Davies SJC, Westin AA, Castberg I, Lewis G, Lennard MS, Taylor S, Spigset O. Characterisation of zuclopenthixol metabolism by in vitro and therapeutic drug monitoring studies.

Objective:  Zuclopenthixol pharmacokinetics is incompletely characterised. We investigated potential interactions mediated through cytochrome P450 enzymes.

Method: In vitro, we examined the impact of CYP2D6 and CYP3A4 inhibitors on zuclopenthixol metabolism in microsomes from six human livers. Subsequently, we compared dose-corrected serum zuclopenthixol concentrations in 923 samples from a therapeutic drug monitoring database from patients prescribed oral (n = 490) or injected (n = 423) zuclopenthixol alone or with fluoxetine, paroxetine, levomepromazine or carbamazepine.

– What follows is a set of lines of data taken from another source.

//! Shadowlocal - Shadowsocks Local Client
//!
//! This is the main entry point for the Shadowlocal application.

use anyhow::{bail, Result};
use clap::Parser;
use shadowlocal::config::{load_config, Config, LocalConfig};
use shadowlocal::run_local;
use std::path::PathBuf;
use tokio::sync::broadcast;
use tracing::{info, Level};
use tracing_subscriber::FmtSubscriber;

/// Shadowlocal - SOCKS5 in, encrypted Shadowsocks tunnel out
#[derive(Parser, Debug)]
#[command(name = "shadowlocal")]
#[command(author, version, about, long_about = None)]
struct Args {
    /// Server URL, e.g. ss://aes-256-gcm:secret@relay.example:8388
    #[arg(short, long, conflicts_with = "config")]
    server: Option<String>,

    /// SOCKS5 listen address
    #[arg(short = 'L', long, default_value = "127.0.0.1:1080")]
    listen: String,

    /// Path to configuration file
    #[arg(short, long)]
    config: Option<PathBuf>,

    /// Log level (trace, debug, info, warn, error)
    #[arg(short, long, default_value = "info")]
    log_level: String,

    /// Enable JSON logging format
    #[arg(long)]
    json_log: bool,
}

impl Args {
    /// Resolve the effective configuration from the file or the flags
    fn into_config(self) -> Result<Config> {
        match (self.config, self.server) {
            (Some(path), _) => {
                let config = load_config(&path)?;
                info!("Configuration loaded from: {:?}", path);
                Ok(config)
            }
            (None, Some(server)) => Ok(Config {
                local: LocalConfig::new(server, self.listen),
            }),
            (None, None) => bail!("either --server or --config is required"),
        }
    }
}

#[tokio::main]
async fn main() -> Result<()> {
    let args = Args::parse();

    // Setup logging
    setup_logging(&args.log_level, args.json_log)?;

    info!("Shadowlocal v{}", shadowlocal::VERSION);

    let config = args.into_config()?;

    // Setup shutdown signal
    let (shutdown_tx, shutdown_rx) = broadcast::channel(1);

    // Handle Ctrl+C and termination signals (cross-platform)
    tokio::spawn(async move {
        wait_for_signal().await;
        let _ = shutdown_tx.send(true);
    });

    run_local(config, shutdown_rx).await
}

#[cfg(unix)]
async fn wait_for_signal() {
    use tokio::signal::unix::{signal, SignalKind};

    let mut sigterm = match signal(SignalKind::terminate()) {
        Ok(sigterm) => sigterm,
        Err(e) => {
            tracing::warn!("Failed to setup SIGTERM handler: {}", e);
            let _ = tokio::signal::ctrl_c().await;
            info!("Received Ctrl+C, shutting down...");
            return;
        }
    };

    tokio::select! {
        _ = tokio::signal::ctrl_c() => {
            info!("Received Ctrl+C, shutting down...");
        }
        _ = sigterm.recv() => {
            info!("Received SIGTERM, shutting down...");
        }
    }
}

#[cfg(not(unix))]
async fn wait_for_signal() {
    let _ = tokio::signal::ctrl_c().await;
    info!("Received Ctrl+C, shutting down...");
}

/// Setup logging based on command-line flags
fn setup_logging(level: &str, json: bool) -> Result<()> {
    let level = match level.to_lowercase().as_str() {
        "trace" => Level::TRACE,
        "debug" => Level::DEBUG,
        "info" => Level::INFO,
        "warn" | "warning" => Level::WARN,
        "error" => Level::ERROR,
        _ => Level::INFO,
    };

    if json {
        let subscriber = FmtSubscriber::builder()
            .with_max_level(level)
            .json()
            .finish();
        tracing::subscriber::set_global_default(subscriber)?;
    } else {
        let subscriber = FmtSubscriber::builder()
            .with_max_level(level)
            .with_target(false)
            .finish();
        tracing::subscriber::set_global_default(subscriber)?;
    }

    Ok(())
}
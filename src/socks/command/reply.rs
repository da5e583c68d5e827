//! SOCKS5 reply builder
//!
//! Constructs SOCKS5 reply messages.

use crate::error::Socks5Error;
use crate::socks::consts::*;
use std::io;
use std::net::{IpAddr, Ipv4Addr, SocketAddr};
use tokio::io::{AsyncWrite, AsyncWriteExt};

/// Build and send a SOCKS5 reply
///
/// # SOCKS5 Reply Format
///
/// ```text
/// +----+-----+-------+------+----------+----------+
/// |VER | REP |  RSV  | ATYP | BND.ADDR | BND.PORT |
/// +----+-----+-------+------+----------+----------+
/// | 1  |  1  | X'00' |  1   | Variable |    2     |
/// +----+-----+-------+------+----------+----------+
/// ```
///
/// `bind_addr` defaults to 0.0.0.0:0.
pub async fn build_reply<S>(
    stream: &mut S,
    reply_code: u8,
    bind_addr: Option<SocketAddr>,
) -> io::Result<()>
where
    S: AsyncWrite + Unpin,
{
    let reply = reply_bytes(reply_code, bind_addr);

    stream.write_all(&reply).await?;
    stream.flush().await
}

/// Build a "command not supported" reply
pub async fn send_command_not_supported<S>(stream: &mut S) -> io::Result<()>
where
    S: AsyncWrite + Unpin,
{
    build_reply(stream, SOCKS5_REPLY_COMMAND_NOT_SUPPORTED, None).await
}

/// Tell the client why its request was refused, where the protocol has a
/// reply code for it
pub async fn send_reply_for_error<S>(stream: &mut S, error: &Socks5Error) -> io::Result<()>
where
    S: AsyncWrite + Unpin,
{
    let reply_code = match error {
        Socks5Error::CommandNotSupported(_) => SOCKS5_REPLY_COMMAND_NOT_SUPPORTED,
        Socks5Error::AddressTypeNotSupported(_) => SOCKS5_REPLY_ADDRESS_TYPE_NOT_SUPPORTED,
        Socks5Error::InvalidDomain(_) => SOCKS5_REPLY_GENERAL_FAILURE,
        _ => return Ok(()),
    };

    build_reply(stream, reply_code, None).await
}

fn reply_bytes(reply_code: u8, bind_addr: Option<SocketAddr>) -> Vec<u8> {
    let bind_addr =
        bind_addr.unwrap_or_else(|| SocketAddr::new(IpAddr::V4(Ipv4Addr::UNSPECIFIED), 0));

    let mut reply = vec![SOCKS5_VERSION, reply_code, SOCKS5_RESERVED];

    match bind_addr {
        SocketAddr::V4(addr) => {
            reply.push(SOCKS5_ADDR_TYPE_IPV4);
            reply.extend_from_slice(&addr.ip().octets());
            reply.extend_from_slice(&addr.port().to_be_bytes());
        }
        SocketAddr::V6(addr) => {
            reply.push(SOCKS5_ADDR_TYPE_IPV6);
            reply.extend_from_slice(&addr.ip().octets());
            reply.extend_from_slice(&addr.port().to_be_bytes());
        }
    }

    reply
}
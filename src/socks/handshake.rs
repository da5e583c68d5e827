//! SOCKS5 handshake with the local client
//!
//! Runs method negotiation and the request sub-dialog on an accepted
//! connection and tells the session what the client asked for. The CONNECT
//! success reply is sent here, before the upstream is dialed, so the
//! client dialog never depends on the remote relay.

use super::auth::authenticate;
use super::command::{build_reply, parse_command, send_command_not_supported, send_reply_for_error};
use super::consts::*;
use super::types::{SocksCommand, TargetAddr};
use crate::config::SocksConfig;
use crate::error::Socks5Error;
use std::net::SocketAddr;
use tokio::io::{AsyncRead, AsyncWrite};
use tracing::{debug, warn};

/// What the client requested
#[derive(Debug, Clone, PartialEq, Eq)]
pub enum Handshake {
    /// Tunnel a TCP stream to this target
    Connect(TargetAddr),
    /// Hold the control connection open for a UDP association
    UdpAssociate,
}

/// Run the SOCKS5 dialog on `stream`
///
/// `bind_addr` is advertised to UDP ASSOCIATE clients; it should be the
/// local address of the accepted connection.
pub async fn handshake<S>(
    stream: &mut S,
    config: &SocksConfig,
    bind_addr: Option<SocketAddr>,
) -> Result<Handshake, Socks5Error>
where
    S: AsyncRead + AsyncWrite + Unpin,
{
    let method = authenticate(stream).await?;
    debug!("Authentication completed with method: {:?}", method);

    let (command, target) = match parse_command(stream).await {
        Ok(parsed) => parsed,
        Err(e) => {
            if let Err(reply_err) = send_reply_for_error(stream, &e).await {
                debug!("Failed to send error reply: {}", reply_err);
            }
            return Err(e);
        }
    };

    match command {
        SocksCommand::Connect => {
            build_reply(stream, SOCKS5_REPLY_SUCCEEDED, None).await?;
            Ok(Handshake::Connect(target))
        }
        SocksCommand::UdpAssociate if config.allow_udp => {
            build_reply(stream, SOCKS5_REPLY_SUCCEEDED, bind_addr).await?;
            Ok(Handshake::UdpAssociate)
        }
        SocksCommand::UdpAssociate | SocksCommand::Bind => {
            warn!("{} command not supported", command);
            send_command_not_supported(stream).await?;
            Err(Socks5Error::CommandNotSupported(command.to_byte()))
        }
    }
}

#[cfg(test)]
mod tests {
    use super::*;
    use std::net::{IpAddr, Ipv4Addr};
    use tokio_test::io::Builder;

    const METHOD_REQUEST: [u8; 3] = [SOCKS5_VERSION, 1, SOCKS5_AUTH_METHOD_NONE];
    const METHOD_REPLY: [u8; 2] = [SOCKS5_VERSION, SOCKS5_AUTH_METHOD_NONE];
    const SUCCESS_REPLY: [u8; 10] = [5, 0, 0, 1, 0, 0, 0, 0, 0, 0];

    fn request(cmd: u8, target: &TargetAddr) -> Vec<u8> {
        let mut data = vec![SOCKS5_VERSION, cmd, SOCKS5_RESERVED];
        data.extend_from_slice(&target.to_bytes());
        data
    }

    fn udp_config(allow_udp: bool) -> SocksConfig {
        SocksConfig { allow_udp }
    }

    #[tokio::test]
    async fn test_handshake_connect() {
        let target = TargetAddr::domain("example.com", 443).unwrap();
        let mut stream = Builder::new()
            .read(&METHOD_REQUEST)
            .write(&METHOD_REPLY)
            .read(&request(SOCKS5_CMD_TCP_CONNECT, &target))
            .write(&SUCCESS_REPLY)
            .build();

        let outcome = handshake(&mut stream, &udp_config(true), None).await.unwrap();
        assert_eq!(outcome, Handshake::Connect(target));
    }

    #[tokio::test]
    async fn test_handshake_udp_associate_replies_with_bind_addr() {
        let bind = SocketAddr::new(IpAddr::V4(Ipv4Addr::new(127, 0, 0, 1)), 1080);
        let mut stream = Builder::new()
            .read(&METHOD_REQUEST)
            .write(&METHOD_REPLY)
            .read(&request(SOCKS5_CMD_UDP_ASSOCIATE, &TargetAddr::default()))
            .write(&[5, 0, 0, 1, 127, 0, 0, 1, 0x04, 0x38])
            .build();

        let outcome = handshake(&mut stream, &udp_config(true), Some(bind))
            .await
            .unwrap();
        assert_eq!(outcome, Handshake::UdpAssociate);
    }

    #[tokio::test]
    async fn test_handshake_udp_associate_disabled() {
        let mut stream = Builder::new()
            .read(&METHOD_REQUEST)
            .write(&METHOD_REPLY)
            .read(&request(SOCKS5_CMD_UDP_ASSOCIATE, &TargetAddr::default()))
            .write(&[5, SOCKS5_REPLY_COMMAND_NOT_SUPPORTED, 0, 1, 0, 0, 0, 0, 0, 0])
            .build();

        let result = handshake(&mut stream, &udp_config(false), None).await;
        assert!(matches!(
            result,
            Err(Socks5Error::CommandNotSupported(SOCKS5_CMD_UDP_ASSOCIATE))
        ));
    }

    #[tokio::test]
    async fn test_handshake_bind_refused() {
        let target = TargetAddr::ipv4(Ipv4Addr::new(10, 0, 0, 1), 21);
        let mut stream = Builder::new()
            .read(&METHOD_REQUEST)
            .write(&METHOD_REPLY)
            .read(&request(SOCKS5_CMD_TCP_BIND, &target))
            .write(&[5, SOCKS5_REPLY_COMMAND_NOT_SUPPORTED, 0, 1, 0, 0, 0, 0, 0, 0])
            .build();

        let result = handshake(&mut stream, &udp_config(true), None).await;
        assert!(matches!(result, Err(Socks5Error::CommandNotSupported(2))));
    }

    #[tokio::test]
    async fn test_handshake_bad_address_type() {
        let mut stream = Builder::new()
            .read(&METHOD_REQUEST)
            .write(&METHOD_REPLY)
            .read(&[SOCKS5_VERSION, SOCKS5_CMD_TCP_CONNECT, SOCKS5_RESERVED, 0x05])
            .write(&[5, SOCKS5_REPLY_ADDRESS_TYPE_NOT_SUPPORTED, 0, 1, 0, 0, 0, 0, 0, 0])
            .build();

        let result = handshake(&mut stream, &udp_config(true), None).await;
        assert!(matches!(result, Err(Socks5Error::AddressTypeNotSupported(5))));
    }
}
//! Local proxy configuration types
//!
//! Defines the configuration structures read from the TOML file or built
//! from command-line flags.

use super::TcpConfig;
use crate::helper::DEFAULT_CONNECT_TIMEOUT_SECS;
use serde::{Deserialize, Serialize};

/// Default SOCKS5 listen address
fn default_listen() -> String {
    "127.0.0.1:1080".to_string()
}

/// Default upstream connect timeout in seconds
fn default_connect_timeout() -> u64 {
    DEFAULT_CONNECT_TIMEOUT_SECS
}

/// Root configuration structure
#[derive(Debug, Serialize, Deserialize, Clone)]
pub struct Config {
    /// Local proxy configuration
    pub local: LocalConfig,
}

/// Local proxy configuration
#[derive(Debug, Serialize, Deserialize, Clone)]
pub struct LocalConfig {
    /// Remote relay URL (e.g., "ss://aes-256-gcm:secret@relay.example:8388")
    pub server: String,

    /// Address the SOCKS5 listener binds
    #[serde(default = "default_listen")]
    pub listen: String,

    /// Upstream connect timeout in seconds (0 disables)
    #[serde(default = "default_connect_timeout")]
    pub connect_timeout: u64,

    /// SOCKS5 handshake timeout in seconds (0 disables)
    #[serde(default)]
    pub handshake_timeout: u64,

    /// SOCKS5 server configuration
    #[serde(default)]
    pub socks: SocksConfig,

    /// Upstream TCP socket options
    #[serde(default)]
    pub tcp: TcpConfig,
}

impl LocalConfig {
    /// Build a configuration with defaults for everything but the endpoints
    pub fn new(server: impl Into<String>, listen: impl Into<String>) -> Self {
        LocalConfig {
            server: server.into(),
            listen: listen.into(),
            connect_timeout: default_connect_timeout(),
            handshake_timeout: 0,
            socks: SocksConfig::default(),
            tcp: TcpConfig::default(),
        }
    }
}

fn default_allow_udp() -> bool {
    true
}

/// SOCKS5 server configuration
#[derive(Debug, Serialize, Deserialize, Clone, PartialEq, Eq)]
pub struct SocksConfig {
    /// Accept UDP ASSOCIATE and hold the control connection open
    #[serde(default = "default_allow_udp")]
    pub allow_udp: bool,
}

impl Default for SocksConfig {
    fn default() -> Self {
        Self {
            allow_udp: default_allow_udp(),
        }
    }
}

#[cfg(test)]
mod tests {
    use super::*;

    #[test]
    fn test_socks_config_default() {
        let config = SocksConfig::default();
        assert!(config.allow_udp);
    }

    #[test]
    fn test_local_config_new() {
        let config = LocalConfig::new("ss://dummy:x@127.0.0.1:8388", "127.0.0.1:0");
        assert_eq!(config.server, "ss://dummy:x@127.0.0.1:8388");
        assert_eq!(config.listen, "127.0.0.1:0");
        assert_eq!(config.connect_timeout, 10);
        assert_eq!(config.handshake_timeout, 0);
        assert!(config.tcp.nodelay);
    }

    #[test]
    fn test_default_listen() {
        assert_eq!(default_listen(), "127.0.0.1:1080");
    }
}
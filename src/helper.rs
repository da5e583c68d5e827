//! Helper utilities for Shadowlocal
//!
//! Small pieces shared by the listener, the session and the transport.

use std::time::Duration;

/// Default upstream connect timeout in seconds
pub const DEFAULT_CONNECT_TIMEOUT_SECS: u64 = 10;

/// Turn a seconds setting into an optional timeout, where 0 disables it
pub fn timeout_from_secs(secs: u64) -> Option<Duration> {
    (secs > 0).then(|| Duration::from_secs(secs))
}

/// Exponential backoff settings
#[derive(Debug, Clone)]
pub struct RetryConfig {
    /// Delay before the first retry
    pub initial_delay: Duration,
    /// Maximum delay between retries
    pub max_delay: Duration,
    /// Multiplier for exponential backoff
    pub multiplier: f64,
}

impl RetryConfig {
    /// Backoff for transient accept failures (e.g. file descriptor exhaustion)
    pub fn for_accept() -> Self {
        RetryConfig {
            initial_delay: Duration::from_millis(10),
            max_delay: Duration::from_secs(1),
            multiplier: 2.0,
        }
    }

    /// Calculate delay for a given attempt number
    pub fn delay_for_attempt(&self, attempt: u32) -> Duration {
        if attempt == 0 {
            return self.initial_delay;
        }

        let delay_ms = self.initial_delay.as_millis() as f64
            * self.multiplier.powi(attempt.min(i32::MAX as u32) as i32);
        let max_ms = self.max_delay.as_millis() as f64;

        Duration::from_millis(delay_ms.min(max_ms) as u64)
    }
}
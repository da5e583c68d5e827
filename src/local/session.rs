//! Per-connection session
//!
//! One session owns an accepted client connection from the SOCKS5 dialog
//! until both sides of the relay are done. Both connections are dropped,
//! and thereby closed, when the session returns.

use super::relay::{relay, RelayStats};
use super::LocalProxy;
use crate::error::SessionError;
use crate::socks::{handshake, Handshake};
use crate::transport::Transport;
use std::io;
use std::net::SocketAddr;
use tokio::io::{AsyncRead, AsyncReadExt, AsyncWrite, AsyncWriteExt};
use tracing::{debug, info, warn};

/// How a session ended without error
#[derive(Debug, Clone, Copy, PartialEq, Eq)]
pub enum SessionOutcome {
    /// The TCP relay ran to completion
    Relayed(RelayStats),
    /// The client released its UDP association
    UdpReleased,
}

/// Serve one accepted client and log how it ended
pub(crate) async fn handle_session<T, S>(
    proxy: &LocalProxy<T>,
    client: S,
    peer: SocketAddr,
    bind_addr: Option<SocketAddr>,
) where
    T: Transport,
    S: AsyncRead + AsyncWrite + Unpin,
{
    match run_session(proxy, client, peer, bind_addr).await {
        Ok(SessionOutcome::Relayed(stats)) => {
            debug!(
                client = %peer,
                sent = stats.local_to_remote,
                received = stats.remote_to_local,
                "Session finished"
            );
        }
        Ok(SessionOutcome::UdpReleased) => {
            info!(client = %peer, "UDP association released");
        }
        Err(e) => match e.target() {
            Some(target) => {
                warn!(client = %peer, remote = %proxy.remote(), target = %target, "{}", e);
            }
            None => {
                warn!(client = %peer, remote = %proxy.remote(), "{}", e);
            }
        },
    }
}

/// Run a session to completion
///
/// # Arguments
///
/// * `proxy` - Shared proxy settings
/// * `client` - Accepted client connection, consumed
/// * `peer` - Client address, for logging
/// * `bind_addr` - Address advertised to UDP ASSOCIATE clients
pub async fn run_session<T, S>(
    proxy: &LocalProxy<T>,
    mut client: S,
    peer: SocketAddr,
    bind_addr: Option<SocketAddr>,
) -> Result<SessionOutcome, SessionError>
where
    T: Transport,
    S: AsyncRead + AsyncWrite + Unpin,
{
    let request = handshake(&mut client, &proxy.socks, bind_addr);
    let outcome = match proxy.handshake_timeout {
        Some(limit) => tokio::time::timeout(limit, request)
            .await
            .map_err(|_| SessionError::Timeout("handshake"))??,
        None => request.await?,
    };

    let target = match outcome {
        Handshake::Connect(target) => target,
        Handshake::UdpAssociate => {
            debug!(client = %peer, "Holding UDP association");
            hold_udp_association(&mut client).await;
            return Ok(SessionOutcome::UdpReleased);
        }
    };

    let upstream = proxy
        .transport
        .connect(&proxy.remote)
        .await
        .map_err(|source| SessionError::Dial {
            remote: proxy.remote().to_string(),
            target: target.to_string(),
            source,
        })?;

    let mut upstream = proxy.cipher.wrap(upstream);
    let header = target.to_bytes();
    let written = async {
        upstream.write_all(&header).await?;
        upstream.flush().await
    };
    written.await.map_err(|source| SessionError::HeaderWrite {
        target: target.to_string(),
        source,
    })?;

    info!("proxy {} <-> {} <-> {}", peer, proxy.remote(), target);

    let stats = relay(client, upstream)
        .await
        .map_err(|source| SessionError::Relay {
            target: target.to_string(),
            source,
        })?;
    Ok(SessionOutcome::Relayed(stats))
}

/// Keep the control connection of a UDP association open until the client
/// lets go of it. Anything the client sends is discarded.
async fn hold_udp_association<S>(client: &mut S)
where
    S: AsyncRead + Unpin,
{
    let mut buf = [0u8; 512];

    loop {
        match client.read(&mut buf).await {
            Ok(0) => {
                debug!("UDP control connection closed");
                break;
            }
            Ok(n) => {
                debug!("Discarded {} bytes on UDP control connection", n);
            }
            Err(e) if matches!(e.kind(), io::ErrorKind::TimedOut | io::ErrorKind::WouldBlock) => {
                continue;
            }
            Err(e) => {
                debug!("UDP control connection error: {}", e);
                break;
            }
        }
    }
}
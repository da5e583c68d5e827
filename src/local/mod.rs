//! Local proxy module for Shadowlocal
//!
//! This module contains the SOCKS5 listener, the per-connection session and
//! the relay engine. A [`LocalProxy`] is built once from the server URL and
//! shared by every session.

mod relay;
mod session;

pub use relay::{relay, RelayStats, RELAY_GRACE_PERIOD};
pub use session::{run_session, SessionOutcome};

use crate::config::{Config, LocalConfig, ServerUrl, SocksConfig};
use crate::crypto::Cipher;
use crate::error::ShadowlocalError;
use crate::helper::{timeout_from_secs, RetryConfig};
use crate::transport::{AddrMaybeCached, TcpTransport, Transport};
use std::sync::Arc;
use std::time::Duration;
use tokio::net::TcpListener;
use tokio::sync::broadcast;
use tracing::{debug, info, warn};

/// Shadowsocks local proxy
///
/// Immutable once built; the relay endpoint and cipher never change.
#[derive(Debug)]
pub struct LocalProxy<T: Transport = TcpTransport> {
    /// Remote relay endpoint
    remote: AddrMaybeCached,
    /// Cipher applied to every upstream connection
    cipher: Cipher,
    /// Dialer for the remote relay
    transport: T,
    /// SOCKS5 options
    socks: SocksConfig,
    /// Limit on the SOCKS5 dialog
    handshake_timeout: Option<Duration>,
}

impl LocalProxy<TcpTransport> {
    /// Build a proxy from a server URL with default settings
    ///
    /// No network I/O happens here.
    ///
    /// # Arguments
    ///
    /// * `server` - URL such as `ss://aes-256-gcm:secret@relay.example:8388`
    pub fn from_url(server: &str) -> Result<Self, ShadowlocalError> {
        Self::from_config(&LocalConfig::new(server, String::new()))
    }

    /// Build a proxy from the local configuration section
    pub fn from_config(config: &LocalConfig) -> Result<Self, ShadowlocalError> {
        let server = ServerUrl::parse(&config.server)?;
        let cipher = Cipher::pick(&server.method, &[], &server.password)?;

        Ok(LocalProxy {
            remote: AddrMaybeCached::new(&server.remote),
            cipher,
            transport: TcpTransport::from_config(config),
            socks: config.socks.clone(),
            handshake_timeout: timeout_from_secs(config.handshake_timeout),
        })
    }
}

impl<T: Transport> LocalProxy<T> {
    /// Swap the dialer used for the remote relay
    pub fn with_transport<U: Transport>(self, transport: U) -> LocalProxy<U> {
        LocalProxy {
            remote: self.remote,
            cipher: self.cipher,
            transport,
            socks: self.socks,
            handshake_timeout: self.handshake_timeout,
        }
    }

    /// Remote relay endpoint as `host:port`
    pub fn remote(&self) -> &str {
        self.remote.addr()
    }

    /// Cipher applied to upstream connections
    pub fn cipher(&self) -> &Cipher {
        &self.cipher
    }

    /// Bind `addr` and serve SOCKS5 clients until shutdown
    ///
    /// # Arguments
    ///
    /// * `addr` - Listen address, `host:port`
    /// * `shutdown_rx` - Stops accepting when a value arrives
    pub async fn listen_and_serve(
        self: Arc<Self>,
        addr: &str,
        shutdown_rx: broadcast::Receiver<bool>,
    ) -> Result<(), ShadowlocalError> {
        let listener = TcpListener::bind(addr)
            .await
            .map_err(|source| ShadowlocalError::Listen {
                addr: addr.to_string(),
                source,
            })?;

        self.serve(listener, shutdown_rx).await
    }

    /// Serve SOCKS5 clients on an already bound listener until shutdown
    ///
    /// Sessions already running are left alone when shutdown arrives.
    pub async fn serve(
        self: Arc<Self>,
        listener: TcpListener,
        mut shutdown_rx: broadcast::Receiver<bool>,
    ) -> Result<(), ShadowlocalError> {
        let local_addr = listener.local_addr()?;
        info!("SOCKS proxy {} <-> {}", local_addr, self.remote());

        let backoff = RetryConfig::for_accept();
        let mut failures: u32 = 0;

        loop {
            tokio::select! {
                accepted = listener.accept() => {
                    match accepted {
                        Ok((stream, peer)) => {
                            failures = 0;
                            debug!("Accepted connection from {}", peer);

                            let bind_addr = stream.local_addr().ok();
                            let proxy = self.clone();
                            tokio::spawn(async move {
                                session::handle_session(&proxy, stream, peer, bind_addr).await;
                            });
                        }
                        Err(e) => {
                            let delay = backoff.delay_for_attempt(failures);
                            failures = failures.saturating_add(1);
                            warn!("Failed to accept: {}, retrying in {:?}", e, delay);
                            tokio::time::sleep(delay).await;
                        }
                    }
                }
                _ = shutdown_rx.recv() => {
                    info!("Shutdown signal received, closing listener on {}", local_addr);
                    break;
                }
            }
        }

        Ok(())
    }
}

/// Run the local proxy described by `config` until shutdown
pub async fn run_local(
    config: Config,
    shutdown_rx: broadcast::Receiver<bool>,
) -> anyhow::Result<()> {
    let proxy = Arc::new(LocalProxy::from_config(&config.local)?);
    proxy
        .listen_and_serve(&config.local.listen, shutdown_rx)
        .await?;

    info!("Local proxy stopped");
    Ok(())
}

Results: In vitro fluoxetine, paroxetine, ketoconazole and quinidine all significantly inhibited zuclopenthixol metabolism. Ketoconazole and quinidine together abolished zuclopenthixol disappearance. Clinically, dose-corrected oral zuclopenthixol serum concentrations increased significantly, after adjustment, by 93%, 78% and 46% during co-treatment with fluoxetine, paroxetine and levomepromazine and decreased 67% with carbamazepine. Carbamazepine caused dose-dependent reductions in the oral zuclopenthixol concentration–dose ratio (P < 0.001), fluoxetine (P < 0.001) and paroxetine (P = 0.011) dose-dependent increases and levomepromazine an increase related to its serum concentration (P < 0.001). Results for injected zuclopenthixol were similar but not all reached statistical significance.

Conclusion:  The In vitro study suggests zuclopenthixol is metabolised primarily by CYP2D6 and CYP3A4. The clinical study supports this, demonstrating the impact of co-prescribed inhibitors or inducers. Guidelines should incorporate these interactions noting the potential for zuclopenthixol-related toxicity or treatment failure.